2018年12月12日(水)
朝 の 説 教
〈ユダヤの民全体の悔い改めと祈り〉『詩編』79編
この詩編79編は、私が9月26日にお話しした詩編74編と同じく、「バビロン捕囚」の苦しみから書かれたものです。
ソロモン王が前922年に死ぬと、即刻、国が「北イスラエル」と「南ユダ」に分裂しました。ソロモンの罪への神様の裁きです。分裂後も、両国の王も人民も神に立ち返らず、神に背を向けた生活を続けました。再び神の怒りが爆発し、北イスラエルは前722年にアッシリアによって滅ぼされ、約150年後、今度は南ユダがネブカドネザル王の率いるバビロンによって滅ばされてしまいました。エルサレムでは1年半に及ぶ兵糧攻めで多くの餓死者が出、ソロモン王が建てた壮麗なエルサレム神殿は粉々に破壊され、神殿内にあった金・銀・財宝はバビロンに持ち去られ、主だった約5,000名のユダヤ人もバビロンに連れ去られました。これが歴史に有名な「バビロン捕囚」(The Exile)です。

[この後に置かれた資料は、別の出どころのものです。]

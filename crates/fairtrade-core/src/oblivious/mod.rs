//! Oblivious Transfer (OT) primitives
//!
//! This module provides the OT layers of the batch transfer engine:
//! - Chou–Orlandi base OT (run once during negotiation)
//! - IKNP OT extension with the KOS consistency check (one batch per request)
//! - Naor–Pinkas 1-of-N selection built on the extended OTs

pub mod base_ot;
pub mod iknp;
pub mod selection;

pub use base_ot::{BaseOtSender, ReceiverKeys, SenderKeys};
pub use iknp::{CorrelationCheck, ExtendedKeys, Extension, IknpReceiver, IknpSender};

/// Key delivered by one OT instance
pub type OtKey = [u8; 16];
#[test]
fn test_garbage_block_yields_undecryptable_claim() {
    let ctx = ctx();
    let (mut seller, mut buyer, published) = honest(&ctx);

    let request = buyer.get_request().unwrap();
    let mut response = seller.on_request(&request).unwrap();
    let position = position_of(buyer.requested_ranges(), 4).unwrap() as usize;
    response.blocks[position].ciphertext[0] ^= 1;

    // structure is intact, so the buyer signs for it
    let receipt = buyer.on_response(&response).unwrap();
    assert_eq!(buyer.state(), BuyerState::ReceiptSent);

    // a seller standing by its garbage releases the real seed anyway
    let mut secret = Secret {
        receipt_digest: receipt.digest(&ctx),
        seed: seller.pending_seed().unwrap(),
        signature: Vec::new(),
    };
    secret.signature = sign_digest(seller.signing_key(), &secret.digest(&ctx));

    assert!(matches!(buyer.on_secret(&secret), Err(Error::Secret(_))));
    let claim = buyer.generate_claim().unwrap();
    assert_eq!(
        claim.verify(&ctx, published.bulletin()),
        Verdict::Upheld(FraudKind::UndecryptableBlock)
    );
}

// ==================== Tampered Message Tests ====================

#[test]
fn test_unsigned_secret_is_not_claimable() {
    let ctx = ctx();
    let (mut seller, mut buyer, _) = honest(&ctx);
    let (_, receipt) = through_receipt(&mut seller, &mut buyer);
    let secret = seller.on_receipt(&receipt).unwrap();

    let mut forged = secret.clone();
    forged.seed = *random_scalar_bytes();
    assert!(matches!(buyer.on_secret(&forged), Err(Error::Protocol(_))));
    assert_eq!(buyer.state(), BuyerState::ReceiptSent);
    assert!(matches!(buyer.generate_claim(), Err(Error::State { .. })));

    let mut misbound = secret.clone();
    misbound.receipt_digest = [0u8; 32];
    assert!(matches!(buyer.on_secret(&misbound), Err(Error::Protocol(_))));

    buyer.on_secret(&secret).unwrap();
    assert_eq!(buyer.state(), BuyerState::SecretVerified);
}

#[test]
fn test_tampered_receipt_rejected() {
    let ctx = ctx();
    let (mut seller, mut buyer, _) = honest(&ctx);
    let (_, receipt) = through_receipt(&mut seller, &mut buyer);

    let mut wrong_count = receipt.clone();
    wrong_count.body.block_count += 1;
    assert!(matches!(seller.on_receipt(&wrong_count), Err(Error::Protocol(_))));

    let mut bad_signature = receipt.clone();
    bad_signature.signature[4] ^= 1;
    assert!(matches!(seller.on_receipt(&bad_signature), Err(Error::Protocol(_))));
    assert_eq!(seller.state(), SellerState::ResponseSent);

    seller.on_receipt(&receipt).unwrap();
    assert_eq!(seller.state(), SellerState::SecretReleased);
    assert!(matches!(seller.on_receipt(&receipt), Err(Error::State { .. })));
}

#[test]
fn test_receipt_over_modified_response_rejected() {
    let ctx = ctx();
    let (mut seller, mut buyer, _) = honest(&ctx);

    let request = buyer.get_request().unwrap();
    let mut response = seller.on_request(&request).unwrap();
    response.blocks[0].ciphertext[3] ^= 0x80;
    let receipt = buyer.on_response(&response).unwrap();

    let err = seller.on_receipt(&receipt).unwrap_err();
    assert!(matches!(err, Error::Protocol(ref m) if m.contains("response digest")));
}

#[test]
fn test_tampered_masked_wraps_abort_trade() {
    let ctx = ctx();
    let (mut seller, mut buyer, _) = honest(&ctx);

    let request = buyer.get_request().unwrap();
    let mut response = seller.on_request(&request).unwrap();
    for masked in response.masked_wraps.iter_mut() {
        masked[0] ^= 1;
    }

    assert!(matches!(buyer.on_response(&response), Err(Error::Validation(_))));
    assert_eq!(buyer.state(), BuyerState::Aborted);
    assert!(matches!(buyer.on_response(&response), Err(Error::State { .. })));
}

#[test]
fn test_truncated_response_aborts_trade() {
    let ctx = ctx();
    let (mut seller, mut buyer, _) = honest(&ctx);

    let request = buyer.get_request().unwrap();
    let mut response = seller.on_request(&request).unwrap();
    response.blocks.pop();

    let err = buyer.on_response(&response).unwrap_err();
    assert!(matches!(err, Error::Validation(ref m) if m.contains("blocks")));
    assert_eq!(buyer.state(), BuyerState::Aborted);
}

#[test]
fn test_response_to_other_request_leaves_buyer_waiting() {
    let ctx = ctx();
    let (mut seller, mut buyer, _) = honest(&ctx);

    let request = buyer.get_request().unwrap();
    let response = seller.on_request(&request).unwrap();

    let mut stale = response.clone();
    stale.request_digest = [7u8; 32];
    assert!(matches!(buyer.on_response(&stale), Err(Error::Protocol(_))));
    assert_eq!(buyer.state(), BuyerState::RequestSent);

    buyer.on_response(&response).unwrap();
    assert_eq!(buyer.state(), BuyerState::ReceiptSent);
}

#[test]
fn test_seller_rejects_malformed_requests() {
    let ctx = ctx();
    let (mut seller, mut buyer, _) = honest(&ctx);
    let request = buyer.get_request().unwrap();

    let mut unnormalized = request.clone();
    unnormalized.ranges = vec![Range::new(0, 20).unwrap(), Range::new(10, 30).unwrap()];
    assert!(matches!(seller.on_request(&unnormalized), Err(Error::Protocol(_))));

    let mut out_of_bounds = request.clone();
    out_of_bounds.ranges = vec![Range::new(40, 30).unwrap()];
    assert!(matches!(seller.on_request(&out_of_bounds), Err(Error::Data(_))));

    let mut no_queries = request.clone();
    no_queries.query_count = 0;
    assert!(matches!(seller.on_request(&no_queries), Err(Error::Protocol(_))));

    let mut short_columns = request.clone();
    short_columns.ot_columns.truncate(5);
    assert!(matches!(seller.on_request(&short_columns), Err(Error::Protocol(_))));

    let mut wrong_buyer = request.clone();
    wrong_buyer.buyer_id = [0u8; 32];
    assert!(matches!(seller.on_request(&wrong_buyer), Err(Error::Protocol(_))));

    assert_eq!(seller.state(), SellerState::Negotiated);
    seller.on_request(&request).unwrap();
}

#[test]
fn test_inconsistent_ot_columns_abort_seller() {
    let ctx = ctx();
    let (mut seller, mut buyer, _) = honest(&ctx);
    let request = buyer.get_request().unwrap();

    // one column encoding a choice vector the others do not
    let mut tampered = request.clone();
    tampered.ot_columns[7][0] ^= 1;
    let err = seller.on_request(&tampered).unwrap_err();
    assert!(matches!(err, Error::Protocol(ref m) if m.contains("correlation")));

    // no second attempt against the same Δ
    assert_eq!(seller.state(), SellerState::Aborted);
    assert!(seller.nego_secret().is_none());
    assert!(matches!(seller.on_request(&request), Err(Error::State { .. })));
}

#[test]
fn test_forged_correlation_check_aborts_seller() {
    let ctx = ctx();
    let (mut seller, mut buyer, _) = honest(&ctx);
    let mut request = buyer.get_request().unwrap();
    request.ot_check.t[3] ^= 0x10;

    assert!(matches!(seller.on_request(&request), Err(Error::Protocol(_))));
    assert_eq!(seller.state(), SellerState::Aborted);
}

#[test]
fn test_masked_wrap_limit_enforced_by_seller() {
    let ctx = ctx();
    let seller_ctx = CryptoContext::new(ProtocolConfig {
        max_masked_wraps: 100,
        ..Default::default()
    })
    .unwrap();
    let published = dataset(&ctx);

    let mut seller =
        SellerSession::new(&seller_ctx, Arc::new(published.clone()), SELLER, BUYER).unwrap();
    let mut buyer = BuyerSession::new(
        &ctx,
        published.bulletin().clone(),
        published.public_params().clone(),
        SELLER,
        BUYER,
        demand(),
        phantom(),
    )
    .unwrap();
    let response = seller.on_nego_request(&buyer.get_nego_request().unwrap()).unwrap();
    buyer.on_nego_response(&response).unwrap();
    let response = buyer.on_nego_request(&seller.get_nego_request().unwrap()).unwrap();
    seller.on_nego_response(&response).unwrap();

    // 3 queries over 40 positions
    let request = buyer.get_request().unwrap();
    let err = seller.on_request(&request).unwrap_err();
    assert!(matches!(err, Error::Protocol(ref m) if m.contains("masked wrap keys")));
    assert_eq!(seller.state(), SellerState::Negotiated);
}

ところでこの詩は、大きく4つの内容から出来ています。
第一は、崩壊したエルサレム神殿を目の前にしての嘆き哀しみです。1節に「神よ、異国の民があなたの聖なる神殿を汚し、エルサレムを瓦礫の山としました」とあります。
第二は、これが自分たちの罪の結果であるとの思いと深い悔い改めです。9節に「わたしたちの罪をお赦しください」と書かれています。

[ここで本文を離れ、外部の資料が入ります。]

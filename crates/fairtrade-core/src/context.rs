//! Protocol configuration and the explicit crypto context
//!
//! A [`CryptoContext`] is built once at process start and handed by reference
//! to every session constructor. It fixes the domain separation shared by all
//! hashes, PRGs and transcripts, so two parties only interoperate when they
//! agree on the configuration.

use crate::{Error, Result};
use serde::{Deserialize, Serialize};
use sha2::{Digest, Sha256};
use std::path::Path;

/// OT security parameter (number of base OTs)
pub const KAPPA: usize = 128;

/// Bytes for κ bits
pub const KAPPA_BYTES: usize = KAPPA / 8;

/// Tunable protocol parameters
#[derive(Debug, Clone, PartialEq, Eq, Serialize, Deserialize)]
#[serde(default)]
pub struct ProtocolConfig {
    /// Domain label mixed into every hash
    pub domain: String,
    /// Upper bound on |demand ∪ phantom| items in one request
    pub max_request_items: u64,
    /// Upper bound on the size of one published item
    pub max_item_size: usize,
    /// Upper bound on `queries × positions` masked wrap keys in one response
    pub max_masked_wraps: u64,
}

impl Default for ProtocolConfig {
    fn default() -> Self {
        Self {
            domain: "fairtrade/otbatch/v1".into(),
            max_request_items: 1 << 20,
            max_item_size: 1 << 20,
            max_masked_wraps: 1 << 22,
        }
    }
}

impl ProtocolConfig {
    /// Load a configuration from a JSON file; missing fields take defaults
    pub fn from_json_file(path: impl AsRef<Path>) -> Result<Self> {
        let path = path.as_ref();
        let json = std::fs::read_to_string(path)
            .map_err(|e| Error::Config(format!("cannot read {}: {}", path.display(), e)))?;
        let config: ProtocolConfig = serde_json::from_str(&json)
            .map_err(|e| Error::Config(format!("invalid config {}: {}", path.display(), e)))?;
        config.validate()?;
        Ok(config)
    }

    /// Check parameter sanity
    pub fn validate(&self) -> Result<()> {
        if self.domain.is_empty() {
            return Err(Error::Config("domain label must not be empty".into()));
        }
        if self.max_request_items == 0 {
            return Err(Error::Config("max_request_items must be positive".into()));
        }
        if self.max_item_size == 0 {
            return Err(Error::Config("max_item_size must be positive".into()));
        }
        if self.max_masked_wraps == 0 {
            return Err(Error::Config("max_masked_wraps must be positive".into()));
        }
        Ok(())
    }
}

/// Process-wide cryptographic context
#[derive(Debug, Clone)]
pub struct CryptoContext {
    config: ProtocolConfig,
    domain_tag: [u8; 32],
}

impl CryptoContext {
    /// Validate the configuration and derive the domain tag
    pub fn new(config: ProtocolConfig) -> Result<Self> {
        config.validate()?;
        let domain_tag = Sha256::digest(config.domain.as_bytes()).into();
        Ok(Self { config, domain_tag })
    }

    /// Active configuration
    pub fn config(&self) -> &ProtocolConfig {
        &self.config
    }

    /// Domain tag, also fed into merlin transcripts
    pub fn domain_tag(&self) -> &[u8; 32] {
        &self.domain_tag
    }

    /// Domain-separated hash over length-prefixed parts
    pub fn hash(&self, label: &[u8], parts: &[&[u8]]) -> [u8; 32] {
        let mut hasher = Sha256::new();
        hasher.update(self.domain_tag);
        hasher.update((label.len() as u64).to_le_bytes());
        hasher.update(label);
        for part in parts {
            hasher.update((part.len() as u64).to_le_bytes());
            hasher.update(part);
        }
        hasher.finalize().into()
    }
}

第三は、神様への必死の祈り願いです。9節に「わたしたちを助けて、あなたの御名の栄光を輝かせてください」とあります。
そして第四、最後は神への感謝です。この詩の最後の18節全体がそうです。「とこしえに、あなたに感謝をささげ、代々に、あなたの栄誉を語り伝えます」とあります。
今から2,500年位も前に書かれた詩ですが、「遠く離れたユダヤの、遥か昔の悲惨な歴史の一コマ」で終わるのではなくて、今の自分に当てはめて読むことが重要です。
私がこの詩で最も強く感じることは、貴重な財宝も、主だった人々も異国バビロンに行ってしまい、瓦礫と化したエルサレム神殿の前に立つ、エルサレム神殿音楽監督のアサフが、この詩の最後には神を褒め称えていることです。哀しみのどん底、全くの絶望の中でも尚、神を賛美し、神に感謝していることです。どうしてそんなことが出来るのでしょうか?それは神への絶対的信頼から来ています。「今はこのように哀しみのどん底にあっても、神は必ずわたしの祈りを聞いて、助けてくださる!」という神への確信です。新約聖書にある「祈り求めたことは、既に得たりと信ぜよ」の信仰です。私が今日の詩編79編から強く教えられたことはこのことです。
その証拠を一つ挙げておきます。預言者エレミヤは『エレミヤ書』29:10に「主はこう言われる。バビロンに70年の時が満ちたなら、わたしはあなたたちを顧みる。わたしは恵みの約束を果たし、あなたたちをこの地(エルサレム)に連れ戻す」と書いています。これは、ユダヤ人たちがバビロンに70年は抑留される(止め置かれる)という意味です。でも歴史は、ユダヤ人たちはそれより20年も早く、50年で故郷エルサレムに戻ったことを示しています。
愛と赦しの神が、ユダ人たちの悲痛な祈りに我慢しきれなくなって、何と20年も早く彼らをエルサレムに帰還させたことが分かるのです。
そうです!祈りは聞かれるのです!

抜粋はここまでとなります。